# EXERCISE PROMPT
Reading the records below, count the lines in which the string "Parser" appears; write the number only.

=== EXTRACTED DATA ===

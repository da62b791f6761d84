//! Mailsense MCP Server Binary
//!
//! ## Usage
//!
//! ```bash
//! # Google Gemini for both tiers, mailbox from a JSON export
//! GOOGLE_API_KEY=... mailsense-mcp --mailbox inbox.json
//!
//! # Claude by default, GPT mini for the economy tier
//! MAILSENSE_LLM_PROVIDER=anthropic MAILSENSE_LLM_ECONOMY_PROVIDER=openai \
//!   ANTHROPIC_API_KEY=... OPENAI_API_KEY=... mailsense-mcp --config mailsense.toml
//! ```
//!
//! Logs go to stderr; stdout carries the MCP transport.

use std::path::PathBuf;

use anyhow::Result;
use clap::Parser;
use mailsense_core::config::{AppConfig, ConfigOverrides, LoadOptions, LogFormat};
use mailsense_mcp::{bootstrap, MailsenseMcpServer};
use tracing::info;

#[derive(Debug, Parser)]
#[command(
    name = "mailsense-mcp",
    about = "Mailsense MCP server",
    long_about = "Serve LLM email analysis tools over the Model Context Protocol (stdio)."
)]
struct Args {
    #[arg(long, help = "Path to a mailsense.toml config file")]
    config: Option<PathBuf>,

    #[arg(long, help = "JSON mailbox file backing message lookups")]
    mailbox: Option<PathBuf>,

    #[arg(long, help = "Log level override (trace|debug|info|warn|error)")]
    log_level: Option<String>,
}

impl Args {
    fn load_options(self) -> LoadOptions {
        LoadOptions {
            require_file: self.config.is_some(),
            config_path: self.config,
            overrides: ConfigOverrides {
                log_level: self.log_level,
                mailbox_path: self.mailbox,
                ..ConfigOverrides::default()
            },
        }
    }
}

fn init_logging(config: &AppConfig) {
    use tracing::Level;
    use LogFormat::*;

    let log_level = config.logging.level.parse::<Level>().unwrap_or(Level::INFO);
    let builder = tracing_subscriber::fmt()
        .with_target(false)
        .with_max_level(log_level)
        .with_writer(std::io::stderr);

    match config.logging.format {
        Compact => builder.compact().init(),
        Pretty => builder.pretty().init(),
        Json => builder.json().init(),
    }
}

#[tokio::main]
async fn main() -> Result<()> {
    let options = Args::parse().load_options();

    // Logging needs the loaded config; bootstrap reuses it.
    let config = AppConfig::load(options)?;
    init_logging(&config);

    let app = bootstrap::bootstrap_with_config(config)?;
    info!(
        event_name = "system.server.started",
        correlation_id = "bootstrap",
        "mailsense-mcp ready"
    );

    MailsenseMcpServer::new(app.runtime).run_stdio().await
}

#[cfg(test)]
mod tests {
    use clap::Parser;

    use super::Args;

    #[test]
    fn config_flag_makes_file_required() {
        let options =
            Args::parse_from(["mailsense-mcp", "--config", "custom.toml", "--log-level", "debug"])
                .load_options();

        assert!(options.require_file);
        assert_eq!(options.overrides.log_level.as_deref(), Some("debug"));

        let defaults = Args::parse_from(["mailsense-mcp"]).load_options();
        assert!(!defaults.require_file);
        assert!(defaults.overrides.mailbox_path.is_none());
    }
}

===

# EXPECTED OUTPUT
3